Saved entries
☆ ☆ ☆

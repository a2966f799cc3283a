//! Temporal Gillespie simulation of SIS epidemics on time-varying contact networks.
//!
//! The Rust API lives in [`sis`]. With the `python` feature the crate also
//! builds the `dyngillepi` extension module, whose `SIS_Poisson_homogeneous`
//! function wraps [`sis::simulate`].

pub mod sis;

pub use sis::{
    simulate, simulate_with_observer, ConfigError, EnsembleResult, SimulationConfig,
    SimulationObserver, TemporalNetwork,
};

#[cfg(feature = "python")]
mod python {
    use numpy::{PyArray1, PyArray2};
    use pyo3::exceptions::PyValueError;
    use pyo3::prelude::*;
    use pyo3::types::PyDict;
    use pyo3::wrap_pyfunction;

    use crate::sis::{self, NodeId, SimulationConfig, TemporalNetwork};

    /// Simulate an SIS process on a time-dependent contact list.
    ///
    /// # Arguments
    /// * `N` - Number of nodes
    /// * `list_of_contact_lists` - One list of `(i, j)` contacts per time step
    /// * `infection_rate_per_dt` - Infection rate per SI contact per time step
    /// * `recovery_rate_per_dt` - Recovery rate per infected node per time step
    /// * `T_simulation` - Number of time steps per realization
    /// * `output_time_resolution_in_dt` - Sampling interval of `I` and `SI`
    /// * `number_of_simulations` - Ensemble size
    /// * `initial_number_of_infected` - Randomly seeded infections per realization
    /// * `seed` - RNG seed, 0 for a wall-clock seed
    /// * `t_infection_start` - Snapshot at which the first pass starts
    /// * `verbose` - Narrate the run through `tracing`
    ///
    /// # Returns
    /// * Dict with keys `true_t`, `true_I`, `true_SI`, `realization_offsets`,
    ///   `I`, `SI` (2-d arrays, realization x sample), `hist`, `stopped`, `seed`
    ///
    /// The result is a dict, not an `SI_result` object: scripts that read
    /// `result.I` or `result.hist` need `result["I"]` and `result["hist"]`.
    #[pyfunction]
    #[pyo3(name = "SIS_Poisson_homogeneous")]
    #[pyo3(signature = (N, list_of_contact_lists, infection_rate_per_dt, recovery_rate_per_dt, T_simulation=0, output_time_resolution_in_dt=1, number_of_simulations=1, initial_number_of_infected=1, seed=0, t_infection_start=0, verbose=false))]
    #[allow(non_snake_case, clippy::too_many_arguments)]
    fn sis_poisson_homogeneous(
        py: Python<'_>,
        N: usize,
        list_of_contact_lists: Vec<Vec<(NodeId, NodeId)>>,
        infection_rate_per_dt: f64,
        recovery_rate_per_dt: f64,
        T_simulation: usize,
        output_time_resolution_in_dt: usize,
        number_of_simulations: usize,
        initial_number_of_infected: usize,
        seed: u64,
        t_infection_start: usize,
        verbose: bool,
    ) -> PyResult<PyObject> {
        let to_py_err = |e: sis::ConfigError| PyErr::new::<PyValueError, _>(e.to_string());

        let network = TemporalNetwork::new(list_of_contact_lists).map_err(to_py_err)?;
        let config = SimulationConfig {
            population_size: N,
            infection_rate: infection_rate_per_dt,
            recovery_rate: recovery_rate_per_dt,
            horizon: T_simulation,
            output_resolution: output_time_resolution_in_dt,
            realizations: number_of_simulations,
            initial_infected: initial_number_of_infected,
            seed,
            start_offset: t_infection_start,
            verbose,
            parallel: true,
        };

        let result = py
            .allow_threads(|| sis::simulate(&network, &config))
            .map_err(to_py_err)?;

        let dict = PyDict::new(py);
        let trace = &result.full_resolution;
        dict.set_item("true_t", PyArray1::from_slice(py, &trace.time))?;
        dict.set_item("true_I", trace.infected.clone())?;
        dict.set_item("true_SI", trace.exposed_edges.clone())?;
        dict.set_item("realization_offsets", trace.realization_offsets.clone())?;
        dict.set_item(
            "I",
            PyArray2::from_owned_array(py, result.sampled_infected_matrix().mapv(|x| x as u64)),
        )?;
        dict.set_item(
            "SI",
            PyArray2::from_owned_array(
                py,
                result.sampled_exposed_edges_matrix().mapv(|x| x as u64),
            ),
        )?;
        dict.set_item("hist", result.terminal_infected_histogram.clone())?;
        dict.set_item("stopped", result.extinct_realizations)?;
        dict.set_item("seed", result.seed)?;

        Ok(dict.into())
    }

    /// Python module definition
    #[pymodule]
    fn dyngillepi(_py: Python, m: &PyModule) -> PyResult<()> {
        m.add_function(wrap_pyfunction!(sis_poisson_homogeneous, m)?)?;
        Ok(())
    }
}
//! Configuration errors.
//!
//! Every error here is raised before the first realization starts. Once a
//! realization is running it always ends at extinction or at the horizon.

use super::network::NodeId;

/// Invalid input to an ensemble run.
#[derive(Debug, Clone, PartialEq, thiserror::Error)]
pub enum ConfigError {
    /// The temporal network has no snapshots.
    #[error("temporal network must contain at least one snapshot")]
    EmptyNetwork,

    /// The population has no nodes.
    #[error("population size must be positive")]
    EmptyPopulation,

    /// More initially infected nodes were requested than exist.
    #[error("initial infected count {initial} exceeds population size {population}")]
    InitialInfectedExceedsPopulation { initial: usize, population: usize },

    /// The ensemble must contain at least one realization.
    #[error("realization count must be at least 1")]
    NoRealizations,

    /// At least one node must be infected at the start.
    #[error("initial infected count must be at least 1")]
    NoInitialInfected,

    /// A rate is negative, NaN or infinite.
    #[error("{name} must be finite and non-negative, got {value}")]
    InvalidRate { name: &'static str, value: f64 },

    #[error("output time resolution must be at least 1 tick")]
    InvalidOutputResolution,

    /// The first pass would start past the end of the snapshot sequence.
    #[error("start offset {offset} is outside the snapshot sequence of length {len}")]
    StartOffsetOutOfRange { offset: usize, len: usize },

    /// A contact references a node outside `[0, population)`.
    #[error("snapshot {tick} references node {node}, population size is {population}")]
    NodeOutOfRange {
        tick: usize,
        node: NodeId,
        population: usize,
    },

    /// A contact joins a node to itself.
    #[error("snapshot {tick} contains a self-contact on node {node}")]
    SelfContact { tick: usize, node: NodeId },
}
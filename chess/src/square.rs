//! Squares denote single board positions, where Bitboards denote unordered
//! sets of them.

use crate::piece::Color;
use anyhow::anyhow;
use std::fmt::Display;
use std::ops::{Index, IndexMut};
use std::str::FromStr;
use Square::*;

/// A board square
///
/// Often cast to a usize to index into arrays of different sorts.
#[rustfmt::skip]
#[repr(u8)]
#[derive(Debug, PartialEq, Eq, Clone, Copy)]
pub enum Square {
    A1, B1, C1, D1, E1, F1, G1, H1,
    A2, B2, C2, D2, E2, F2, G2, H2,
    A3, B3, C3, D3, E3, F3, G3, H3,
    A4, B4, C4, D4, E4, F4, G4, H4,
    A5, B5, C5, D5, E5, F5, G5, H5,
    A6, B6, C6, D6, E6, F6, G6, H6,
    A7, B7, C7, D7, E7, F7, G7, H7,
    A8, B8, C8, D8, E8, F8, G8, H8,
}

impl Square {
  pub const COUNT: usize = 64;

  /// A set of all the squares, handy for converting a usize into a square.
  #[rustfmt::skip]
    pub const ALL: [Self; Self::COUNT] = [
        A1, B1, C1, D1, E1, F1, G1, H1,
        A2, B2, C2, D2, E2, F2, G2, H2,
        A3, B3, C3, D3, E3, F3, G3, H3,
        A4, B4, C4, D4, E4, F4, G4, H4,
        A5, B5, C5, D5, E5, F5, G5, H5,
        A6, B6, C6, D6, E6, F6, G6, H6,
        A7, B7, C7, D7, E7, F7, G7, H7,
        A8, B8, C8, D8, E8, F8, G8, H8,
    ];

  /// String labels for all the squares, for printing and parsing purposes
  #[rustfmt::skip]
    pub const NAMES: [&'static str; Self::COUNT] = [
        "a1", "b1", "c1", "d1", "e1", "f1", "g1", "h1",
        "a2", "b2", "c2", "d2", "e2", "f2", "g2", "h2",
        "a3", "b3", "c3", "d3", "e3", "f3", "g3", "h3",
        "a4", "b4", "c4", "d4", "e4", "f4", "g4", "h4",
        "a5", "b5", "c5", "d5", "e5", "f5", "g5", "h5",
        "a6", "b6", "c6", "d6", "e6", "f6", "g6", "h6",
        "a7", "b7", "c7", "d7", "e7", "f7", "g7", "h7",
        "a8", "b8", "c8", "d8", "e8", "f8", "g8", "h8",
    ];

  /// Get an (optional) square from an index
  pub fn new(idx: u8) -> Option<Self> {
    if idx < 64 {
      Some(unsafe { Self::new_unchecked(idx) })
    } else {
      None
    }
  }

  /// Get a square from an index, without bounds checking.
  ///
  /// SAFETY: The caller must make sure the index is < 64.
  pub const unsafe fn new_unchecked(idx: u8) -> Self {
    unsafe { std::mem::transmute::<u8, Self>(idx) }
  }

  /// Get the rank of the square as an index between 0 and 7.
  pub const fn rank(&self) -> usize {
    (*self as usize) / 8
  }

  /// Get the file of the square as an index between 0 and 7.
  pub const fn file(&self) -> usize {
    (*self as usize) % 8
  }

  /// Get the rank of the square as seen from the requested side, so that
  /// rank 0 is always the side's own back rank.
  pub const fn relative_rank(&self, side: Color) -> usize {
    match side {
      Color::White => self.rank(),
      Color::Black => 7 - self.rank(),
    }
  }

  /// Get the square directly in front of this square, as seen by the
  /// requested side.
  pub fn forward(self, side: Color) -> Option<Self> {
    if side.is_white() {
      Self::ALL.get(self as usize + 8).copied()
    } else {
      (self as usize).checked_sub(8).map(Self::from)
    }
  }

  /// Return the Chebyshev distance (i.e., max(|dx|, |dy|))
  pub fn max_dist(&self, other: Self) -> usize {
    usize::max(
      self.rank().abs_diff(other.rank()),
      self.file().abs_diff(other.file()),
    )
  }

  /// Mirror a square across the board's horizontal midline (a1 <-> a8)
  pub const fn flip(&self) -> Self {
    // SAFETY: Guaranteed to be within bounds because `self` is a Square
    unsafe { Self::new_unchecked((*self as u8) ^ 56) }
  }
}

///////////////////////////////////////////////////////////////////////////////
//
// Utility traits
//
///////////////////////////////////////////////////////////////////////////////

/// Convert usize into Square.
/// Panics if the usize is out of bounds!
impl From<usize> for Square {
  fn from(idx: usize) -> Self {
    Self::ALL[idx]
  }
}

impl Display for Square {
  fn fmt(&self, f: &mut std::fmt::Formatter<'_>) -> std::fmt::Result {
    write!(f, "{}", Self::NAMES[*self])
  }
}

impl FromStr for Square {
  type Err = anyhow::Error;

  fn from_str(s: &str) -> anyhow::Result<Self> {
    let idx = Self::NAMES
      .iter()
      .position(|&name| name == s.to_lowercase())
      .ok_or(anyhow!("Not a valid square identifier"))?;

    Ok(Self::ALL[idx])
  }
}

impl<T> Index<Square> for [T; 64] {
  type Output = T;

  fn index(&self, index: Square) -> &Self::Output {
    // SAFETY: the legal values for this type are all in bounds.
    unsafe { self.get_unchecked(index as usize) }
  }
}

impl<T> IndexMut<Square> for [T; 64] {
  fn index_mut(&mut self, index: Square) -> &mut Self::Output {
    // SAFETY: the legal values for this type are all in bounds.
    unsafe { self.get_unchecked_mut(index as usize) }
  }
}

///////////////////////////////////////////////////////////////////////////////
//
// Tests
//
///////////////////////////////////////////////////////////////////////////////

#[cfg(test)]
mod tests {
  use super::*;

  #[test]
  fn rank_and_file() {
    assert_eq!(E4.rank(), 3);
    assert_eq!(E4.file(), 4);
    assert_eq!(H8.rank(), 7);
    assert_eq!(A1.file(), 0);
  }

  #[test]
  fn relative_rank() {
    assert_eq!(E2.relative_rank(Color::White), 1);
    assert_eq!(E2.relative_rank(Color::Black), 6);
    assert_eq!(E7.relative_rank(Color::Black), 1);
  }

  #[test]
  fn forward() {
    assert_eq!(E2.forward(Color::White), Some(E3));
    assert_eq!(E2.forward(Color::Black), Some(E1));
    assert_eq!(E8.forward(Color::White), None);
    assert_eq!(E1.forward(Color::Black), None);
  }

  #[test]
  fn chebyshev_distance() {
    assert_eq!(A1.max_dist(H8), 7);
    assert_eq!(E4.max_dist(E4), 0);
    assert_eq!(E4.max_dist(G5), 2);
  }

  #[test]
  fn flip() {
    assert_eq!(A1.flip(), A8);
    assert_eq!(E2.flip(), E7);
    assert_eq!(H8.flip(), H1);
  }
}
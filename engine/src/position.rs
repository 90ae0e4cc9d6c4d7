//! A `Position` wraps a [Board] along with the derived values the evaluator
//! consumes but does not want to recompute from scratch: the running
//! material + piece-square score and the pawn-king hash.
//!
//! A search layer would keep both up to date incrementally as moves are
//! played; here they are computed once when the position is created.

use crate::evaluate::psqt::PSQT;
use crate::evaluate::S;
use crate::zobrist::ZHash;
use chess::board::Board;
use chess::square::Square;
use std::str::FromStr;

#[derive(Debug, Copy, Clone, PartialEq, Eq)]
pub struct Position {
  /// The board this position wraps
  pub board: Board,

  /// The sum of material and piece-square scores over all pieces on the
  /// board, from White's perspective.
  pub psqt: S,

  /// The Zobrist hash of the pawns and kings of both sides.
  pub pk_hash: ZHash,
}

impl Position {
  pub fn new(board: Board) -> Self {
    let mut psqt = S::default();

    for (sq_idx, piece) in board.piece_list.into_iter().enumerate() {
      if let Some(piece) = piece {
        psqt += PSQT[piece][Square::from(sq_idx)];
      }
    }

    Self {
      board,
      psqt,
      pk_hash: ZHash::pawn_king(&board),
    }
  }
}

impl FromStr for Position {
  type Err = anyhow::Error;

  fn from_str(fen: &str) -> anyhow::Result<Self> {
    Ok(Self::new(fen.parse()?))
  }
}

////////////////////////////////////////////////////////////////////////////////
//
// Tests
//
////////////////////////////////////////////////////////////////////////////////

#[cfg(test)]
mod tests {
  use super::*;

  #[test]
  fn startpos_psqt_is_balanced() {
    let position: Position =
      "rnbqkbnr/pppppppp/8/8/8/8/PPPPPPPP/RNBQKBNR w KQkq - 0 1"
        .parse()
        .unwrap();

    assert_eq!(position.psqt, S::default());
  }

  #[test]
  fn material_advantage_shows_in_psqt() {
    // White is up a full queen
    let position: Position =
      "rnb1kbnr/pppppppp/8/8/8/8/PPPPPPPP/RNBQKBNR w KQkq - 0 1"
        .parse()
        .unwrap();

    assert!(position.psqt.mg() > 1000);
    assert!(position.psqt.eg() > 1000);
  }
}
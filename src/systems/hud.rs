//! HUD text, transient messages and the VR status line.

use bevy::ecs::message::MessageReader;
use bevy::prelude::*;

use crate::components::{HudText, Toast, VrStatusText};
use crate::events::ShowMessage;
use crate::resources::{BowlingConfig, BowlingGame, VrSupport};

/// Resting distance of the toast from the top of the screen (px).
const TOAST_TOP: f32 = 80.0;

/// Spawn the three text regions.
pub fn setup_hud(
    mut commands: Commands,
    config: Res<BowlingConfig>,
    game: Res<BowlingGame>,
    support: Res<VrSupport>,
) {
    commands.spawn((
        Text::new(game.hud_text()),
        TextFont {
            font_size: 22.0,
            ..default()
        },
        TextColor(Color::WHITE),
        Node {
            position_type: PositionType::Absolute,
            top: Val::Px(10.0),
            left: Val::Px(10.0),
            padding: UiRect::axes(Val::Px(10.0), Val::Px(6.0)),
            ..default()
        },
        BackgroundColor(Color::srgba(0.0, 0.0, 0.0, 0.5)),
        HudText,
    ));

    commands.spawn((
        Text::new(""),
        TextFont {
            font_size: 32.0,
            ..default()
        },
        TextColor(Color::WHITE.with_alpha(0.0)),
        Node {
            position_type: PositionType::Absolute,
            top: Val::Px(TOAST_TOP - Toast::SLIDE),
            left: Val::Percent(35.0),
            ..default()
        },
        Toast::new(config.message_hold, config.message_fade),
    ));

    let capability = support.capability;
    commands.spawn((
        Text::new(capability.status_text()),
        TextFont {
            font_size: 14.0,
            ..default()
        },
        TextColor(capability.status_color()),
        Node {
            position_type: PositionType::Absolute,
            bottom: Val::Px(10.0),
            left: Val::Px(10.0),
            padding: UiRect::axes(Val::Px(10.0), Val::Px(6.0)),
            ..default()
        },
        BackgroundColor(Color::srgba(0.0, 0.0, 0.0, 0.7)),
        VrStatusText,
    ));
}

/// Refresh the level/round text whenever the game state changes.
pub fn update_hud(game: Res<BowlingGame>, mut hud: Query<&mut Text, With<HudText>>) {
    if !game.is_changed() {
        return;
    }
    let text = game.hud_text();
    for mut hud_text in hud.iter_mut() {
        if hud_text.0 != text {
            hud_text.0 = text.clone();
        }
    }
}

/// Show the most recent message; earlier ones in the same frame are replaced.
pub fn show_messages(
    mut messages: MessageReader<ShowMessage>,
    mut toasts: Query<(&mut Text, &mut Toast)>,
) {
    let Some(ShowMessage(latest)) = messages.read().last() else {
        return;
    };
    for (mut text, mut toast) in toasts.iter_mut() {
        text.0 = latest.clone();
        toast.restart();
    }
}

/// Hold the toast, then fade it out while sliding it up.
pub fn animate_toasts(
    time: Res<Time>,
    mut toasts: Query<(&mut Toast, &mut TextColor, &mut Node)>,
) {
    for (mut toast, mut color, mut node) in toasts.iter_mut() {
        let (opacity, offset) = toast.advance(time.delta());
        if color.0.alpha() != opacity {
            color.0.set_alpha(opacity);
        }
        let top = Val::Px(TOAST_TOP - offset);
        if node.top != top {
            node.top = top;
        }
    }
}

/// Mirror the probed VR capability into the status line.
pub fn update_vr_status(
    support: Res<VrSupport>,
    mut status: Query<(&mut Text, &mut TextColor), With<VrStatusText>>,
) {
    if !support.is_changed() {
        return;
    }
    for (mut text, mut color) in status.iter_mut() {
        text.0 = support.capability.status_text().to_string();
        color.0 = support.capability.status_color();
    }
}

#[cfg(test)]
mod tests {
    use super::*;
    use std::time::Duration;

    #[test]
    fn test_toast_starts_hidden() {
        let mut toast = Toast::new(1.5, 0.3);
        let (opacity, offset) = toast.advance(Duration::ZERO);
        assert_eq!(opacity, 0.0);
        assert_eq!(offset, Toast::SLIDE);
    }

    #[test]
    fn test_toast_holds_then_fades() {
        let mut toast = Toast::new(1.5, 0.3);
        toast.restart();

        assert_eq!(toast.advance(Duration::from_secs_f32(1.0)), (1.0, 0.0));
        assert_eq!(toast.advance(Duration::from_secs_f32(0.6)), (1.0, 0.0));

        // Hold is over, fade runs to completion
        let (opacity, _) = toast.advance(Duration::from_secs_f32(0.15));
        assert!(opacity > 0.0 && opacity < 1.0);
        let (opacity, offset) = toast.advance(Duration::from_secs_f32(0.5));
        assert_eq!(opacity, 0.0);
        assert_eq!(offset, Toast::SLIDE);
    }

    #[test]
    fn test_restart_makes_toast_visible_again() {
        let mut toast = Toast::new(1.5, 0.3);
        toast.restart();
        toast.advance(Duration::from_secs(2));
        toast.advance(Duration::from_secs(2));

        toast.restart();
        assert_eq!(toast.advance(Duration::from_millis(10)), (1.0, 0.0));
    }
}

☆ ☆ ☆

Pick every line of the data that includes the string "pass".

    /// * `t_infection_start` - Snapshot at which the first pass starts
    /// The first pass would start past the end of the snapshot sequence.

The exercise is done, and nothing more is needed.